El imponente horno que muestra orgulloso Miguel Ángel se instaló en el local familiar en tiempos de sus abuelos. El oficio del pan lo ejercía su abuela, que había heredado el saber de generaciones anteriores; pero fue el abuelo, albañil, quien preparó el lugar y llamó a un especialista constructor de hornos para que montara aquel gran artefacto metálico en el sitio. Hoy todo sigue funcionando como entonces: la leña abajo y, ante la puerta, el gran volante que hace girar la superficie caliente en la que se cuece un pan de calidad, de ese que se hace con prácticas tradicionales, dando tiempo a la fermentación, y que en las grandes ciudades se vende con mucho bombo y platillo.

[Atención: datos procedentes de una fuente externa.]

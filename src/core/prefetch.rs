//! Sequential read-ahead
//!
//! Watches the page indices each file is read at. Once the last `window`
//! distinct accesses share one positive stride, the next `depth` pages along
//! that stride are loaded into the cache in the background. Prefetch never
//! blocks or fails a read; its errors are logged and dropped.

use crate::core::cache::PageCache;
use crate::core::page::{FileId, PageKey, RemoteFile};
use ahash::AHashMap;
use lru::LruCache;
use parking_lot::Mutex;
use std::collections::VecDeque;
use std::num::NonZeroUsize;
use std::sync::atomic::{AtomicU64, Ordering};
use std::sync::Arc;
use tokio::runtime::Handle;
use tokio::task::JoinHandle;
use tracing::{debug, trace};

/// Files whose access history is remembered at once
const TRACKED_FILES: usize = 64;

#[derive(Debug, Default)]
struct AccessHistory {
    recent: VecDeque<u64>,
    /// Highest page index already handed to the cache
    issued_through: Option<u64>,
}

impl AccessHistory {
    fn record(&mut self, index: u64, window: usize) -> bool {
        if self.recent.back() == Some(&index) {
            return false;
        }
        self.recent.push_back(index);
        while self.recent.len() > window {
            self.recent.pop_front();
        }
        true
    }

    /// Common positive stride of the full window, if there is one
    fn stride(&self, window: usize) -> Option<u64> {
        if self.recent.len() < window {
            return None;
        }
        let mut strides = self
            .recent
            .iter()
            .zip(self.recent.iter().skip(1))
            .map(|(a, b)| b.checked_sub(*a));

        let first = strides.next()??;
        if first == 0 {
            return None;
        }
        strides
            .all(|s| s == Some(first))
            .then_some(first)
    }
}

struct PrefetchState {
    histories: LruCache<FileId, AccessHistory>,
    tasks: AHashMap<FileId, Vec<JoinHandle<()>>>,
}

pub struct Prefetcher {
    cache: PageCache,
    runtime: Handle,
    depth: u64,
    window: usize,
    state: Mutex<PrefetchState>,
    issued: AtomicU64,
}

impl Prefetcher {
    pub fn new(cache: PageCache, runtime: Handle, depth: u32, window: u32) -> Self {
        let tracked = NonZeroUsize::new(TRACKED_FILES).unwrap_or(NonZeroUsize::MIN);
        Prefetcher {
            cache,
            runtime,
            depth: depth as u64,
            window: (window as usize).max(2),
            state: Mutex::new(PrefetchState {
                histories: LruCache::new(tracked),
                tasks: AHashMap::new(),
            }),
            issued: AtomicU64::new(0),
        }
    }

    pub fn is_enabled(&self) -> bool {
        self.depth > 0
    }

    /// Page loads handed to the cache so far
    pub fn issued(&self) -> u64 {
        self.issued.load(Ordering::Relaxed)
    }

    /// Record a read of page `index` and schedule read-ahead if it extends a
    /// stride
    pub fn on_access(&self, file: &Arc<RemoteFile>, index: u64) {
        if !self.is_enabled() {
            return;
        }

        let mut state = self.state.lock();
        let history = state
            .histories
            .get_or_insert_mut(file.id(), AccessHistory::default);
        if !history.record(index, self.window) {
            return;
        }

        let Some(stride) = history.stride(self.window) else {
            history.issued_through = None;
            return;
        };

        let pages = file.page_count(self.cache.page_size());
        let mut targets = Vec::new();
        for step in 1..=self.depth {
            let Some(target) = stride
                .checked_mul(step)
                .and_then(|offset| index.checked_add(offset))
            else {
                break;
            };
            if target >= pages {
                break;
            }
            if history.issued_through.map_or(false, |through| target <= through) {
                continue;
            }
            history.issued_through = Some(target);
            if !self.cache.contains(PageKey::new(file.id(), target)) {
                targets.push(target);
            }
        }

        if targets.is_empty() {
            return;
        }
        trace!("stride {} on {}: prefetching {:?}", stride, file.url(), targets);

        let tasks = state.tasks.entry(file.id()).or_default();
        tasks.retain(|task| !task.is_finished());
        for target in targets {
            self.issued.fetch_add(1, Ordering::Relaxed);
            let cache = self.cache.clone();
            let file = Arc::clone(file);
            tasks.push(self.runtime.spawn(async move {
                if let Err(err) = cache.prefetch(&file, target).await {
                    debug!("prefetch of page {} of {} failed: {}", target, file.url(), err);
                }
            }));
        }
    }

    /// Drop the history of `file` and cancel its outstanding prefetches
    pub fn forget(&self, file: FileId) {
        let mut state = self.state.lock();
        state.histories.pop(&file);
        if let Some(tasks) = state.tasks.remove(&file) {
            let live = tasks.iter().filter(|task| !task.is_finished()).count();
            for task in tasks {
                task.abort();
            }
            if live > 0 {
                debug!("cancelled {} prefetch(es) for file {}", live, file);
            }
        }
    }
}

impl std::fmt::Debug for Prefetcher {
    fn fmt(&self, f: &mut std::fmt::Formatter<'_>) -> std::fmt::Result {
        f.debug_struct("Prefetcher")
            .field("depth", &self.depth)
            .field("window", &self.window)
            .field("issued", &self.issued())
            .finish()
    }
}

El panadero muestra la mercancía de hoy: pan de trigo duro y pan candeal, pan con pasas y manteca, magdalenas en molde cuadrado y empanadillas. Y muestra también su único secreto: trabajar con buena materia prima, sin prisas y con masa madre a la que le añade un ligero toque de miel para evitar que el pan tenga ese gusto ácido que resulta desagradable para parte de la clientela.

En Jaraguas hubo tres hornos, pero a medida que la población descendía, fueron cerrando uno tras otro. Quedó solo el de Ferrer, que trabaja con intensidad en verano y baja de ritmo en otoño e invierno. Entonces comienza a vivir intensamente en su otro oficio. Porque, desde 2013, completa su actividad elaborando vinos en una pequeña bodega familiar.

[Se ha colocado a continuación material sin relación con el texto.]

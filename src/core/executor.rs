//! Blocking bridge between SQLite callbacks and the async fetch path
//!
//! SQLite calls into the VFS synchronously on its own threads. Each call
//! spawns its async work on a private multi-thread runtime and parks on a
//! channel until the result arrives, so the caller's thread never needs to be
//! inside a tokio context.

use crate::core::error::{Result, VfsError};
use crossbeam::channel;
use std::future::Future;
use tokio::runtime::{Builder, Handle, Runtime};
use tracing::debug;

pub struct BlockingExecutor {
    runtime: Option<Runtime>,
    handle: Handle,
    workers: usize,
}

impl BlockingExecutor {
    pub fn new(worker_threads: usize) -> Result<Self> {
        let workers = worker_threads.max(1);
        let runtime = Builder::new_multi_thread()
            .worker_threads(workers)
            .thread_name("web-vfs-io")
            .enable_all()
            .build()
            .map_err(|e| VfsError::Executor(format!("failed to start runtime: {}", e)))?;
        let handle = runtime.handle().clone();
        debug!("started I/O runtime with {} worker(s)", workers);

        Ok(BlockingExecutor {
            runtime: Some(runtime),
            handle,
            workers,
        })
    }

    /// Handle for spawning background work (prefetch) on the I/O runtime
    pub fn handle(&self) -> &Handle {
        &self.handle
    }

    /// Run `future` to completion on the I/O runtime, blocking this thread
    pub fn block_on<F, T>(&self, future: F) -> Result<T>
    where
        F: Future<Output = T> + Send + 'static,
        T: Send + 'static,
    {
        let (tx, rx) = channel::bounded(1);
        self.handle.spawn(async move {
            // Receiver only goes away if the caller's thread died
            let _ = tx.send(future.await);
        });

        rx.recv()
            .map_err(|_| VfsError::Executor("I/O task panicked or runtime shut down".into()))
    }
}

impl Drop for BlockingExecutor {
    fn drop(&mut self) {
        if let Some(runtime) = self.runtime.take() {
            runtime.shutdown_background();
        }
    }
}

impl std::fmt::Debug for BlockingExecutor {
    fn fmt(&self, f: &mut std::fmt::Formatter<'_>) -> std::fmt::Result {
        f.debug_struct("BlockingExecutor")
            .field("workers", &self.workers)
            .finish()
    }
}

Bodeguero de la escuela más reciente

Como tanta gente en la comarca, la familia de Miguel Ángel Ferrer tenía algunos viñedos que cultivaban entre todos sin abandonar sus correspondientes oficios. Luego, lo habitual era llevar el fruto a bodegas ajenas o a una cooperativa. Sin embargo, con un hermano botánico y otro enólogo dispuestos a ayudarle, el panadero decidió convertirse también en elaborador de vino. Y es que, en vista de que la región se está decantando por los grandes caldos con buenos resultados, los Ferrer decidieron que eso era lo mejor que podían hacer con las vides de bobal, tempranillo y tardana. Son cepas de entre ochenta y cien años cultivadas en ecológico y con bajo rendimiento, pero una fruta de excelente calidad. Cepas que son el mejor secreto de su vino. Por eso han llamado Endemic a su vino, al que en su sitio web describen por el modo de cultivo: viticultura de conservación.

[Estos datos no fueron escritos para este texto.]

//! # sqlite-web-vfs - Query Remote SQLite Databases in Place
//!
//! `sqlite-web-vfs` is a SQLite VFS that reads database files straight from
//! an HTTP(S) object store using range requests, so a database can be queried
//! without downloading it first.
//!
//! - **Page-granular fetching** with a shared, capacity-bounded LRU cache
//! - **Request coalescing**: concurrent misses on a page share one request
//! - **Sequential read-ahead** once a stride is detected
//! - **Retry with backoff** for transient network failures
//! - **Optional write overlay** keeping local modifications in memory
//!
//! ## Quick Start
//!
//! ```rust,no_run
//! use sqlite_web_vfs::{connect, Result, VfsConfig};
//!
//! # fn main() -> Result<()> {
//! let conn = connect("https://example.com/data/catalog.db", VfsConfig::default())?;
//!
//! let count: i64 = conn
//!     .query_row("SELECT count(*) FROM products", [], |row| row.get(0))
//!     .map_err(sqlite_web_vfs::VfsError::from)?;
//! println!("{} products", count);
//! # Ok(())
//! # }
//! ```
//!
//! ## Opening by URI
//!
//! Once registered, any SQLite binding can open a remote database through a
//! URI naming the VFS and carrying the percent-encoded location:
//!
//! ```text
//! file:/__web__?vfs=web&mode=ro&immutable=1&web_url=https%3A%2F%2Fexample.com%2Fdata.db
//! ```
//!
//! [`database_uri`] builds such URIs.
//!
//! Journal and WAL files are not served remotely; SQLite names them after
//! the database (`/__web__-journal`) and the default VFS creates them at that
//! path. A writable connection opened from a raw URI must therefore run
//! `PRAGMA journal_mode = MEMORY` before its first write.
//! [`open_connection`] does this and refuses the connection if SQLite does
//! not accept it.

pub mod core;

pub use crate::core::{
    cache::{CacheStats, PageCache, PinToken},
    config::{VfsConfig, DEFAULT_VFS_NAME},
    error::{CacheError, ConfigError, FetchError, LockError, OpenError, Result, VfsError},
    fetcher::{HttpRangeFetcher, MemoryFetcher, RangeFetcher, RetryPolicy},
    page::{FileId, Page, PageKey, RemoteFile},
    vfs::{
        register_vfs, register_vfs_with, registered_vfs, unregister_vfs, FileHandle, HandleState,
        LockLevel, OpenOptions, ReadOutcome, VfsStats, WebVfs, URL_PARAMETER,
    },
};

use rusqlite::{Connection, OpenFlags};
use tracing::debug;

/// Placeholder path used in database URIs; the location is in `web_url`
pub const PLACEHOLDER_PATH: &str = "/__web__";

/// Register the VFS (if needed) and open the database at `url`
///
/// Read-only unless `config.overlay` is set, in which case writes land in
/// the in-memory overlay and the journal is kept in memory too.
pub fn connect(url: &str, config: VfsConfig) -> Result<Connection> {
    let vfs = register_vfs(config)?;
    let config = vfs.config();
    open_connection(url, &config.vfs_name, config.overlay)
}

/// Open `url` through an already registered VFS named `vfs_name`
pub fn open_connection(url: &str, vfs_name: &str, writable: bool) -> Result<Connection> {
    let uri = database_uri(url, vfs_name, !writable);
    let flags = if writable {
        OpenFlags::SQLITE_OPEN_READ_WRITE | OpenFlags::SQLITE_OPEN_URI
    } else {
        OpenFlags::SQLITE_OPEN_READ_ONLY | OpenFlags::SQLITE_OPEN_URI
    };
    debug!("opening {}", uri);

    let conn = Connection::open_with_flags(&uri, flags)?;
    if writable {
        // Journal names derive from the placeholder path, which is no
        // place for a file
        let mode = conn.pragma_update_and_check(None, "journal_mode", "MEMORY", |row| {
            row.get::<_, String>(0)
        })?;
        if !mode.eq_ignore_ascii_case("memory") {
            return Err(OpenError::Unsupported(format!(
                "journal_mode stayed '{}' for {}; writable opens need MEMORY",
                mode, url
            ))
            .into());
        }
    }
    Ok(conn)
}

/// SQLite URI that opens `url` through the VFS named `vfs_name`
pub fn database_uri(url: &str, vfs_name: &str, read_only: bool) -> String {
    let mode = if read_only { "&mode=ro&immutable=1" } else { "" };
    format!(
        "file:{}?vfs={}{}&{}={}",
        PLACEHOLDER_PATH,
        encode_component(vfs_name),
        mode,
        URL_PARAMETER,
        encode_component(url)
    )
}

/// Percent-encode everything outside the RFC 3986 unreserved set
fn encode_component(value: &str) -> String {
    let mut out = String::with_capacity(value.len());
    for byte in value.bytes() {
        match byte {
            b'A'..=b'Z' | b'a'..=b'z' | b'0'..=b'9' | b'-' | b'_' | b'.' | b'~' => {
                out.push(byte as char)
            }
            _ => out.push_str(&format!("%{:02X}", byte)),
        }
    }
    out
}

Según los modernos parámetros deberíamos decir que estamos ante una bodega de garaje, por el tamaño que tiene. Aunque no es un garaje sino una pequeña construcción dentro de la misma parcela en la que se retuercen esas vides podadas en vaso. Allí, dos pequeños depósitos de acero inoxidable y unas cuantas barricas de roble obran el milagro de la mano de los hermanos Ferrer y se convierten en 1.200 botellas de vino cada temporada que expresan toda la fuerza de este territorio, todo el sabor del paisaje. Son pocas botellas pero, gracias a las excelentes críticas que reciben, acaban en manos de restauradores de calidad o en las cavas de unos pocos entendidos. Son pocas botellas, sí, pero con el poder de conseguir que este paisaje y este pueblo sigan vivos.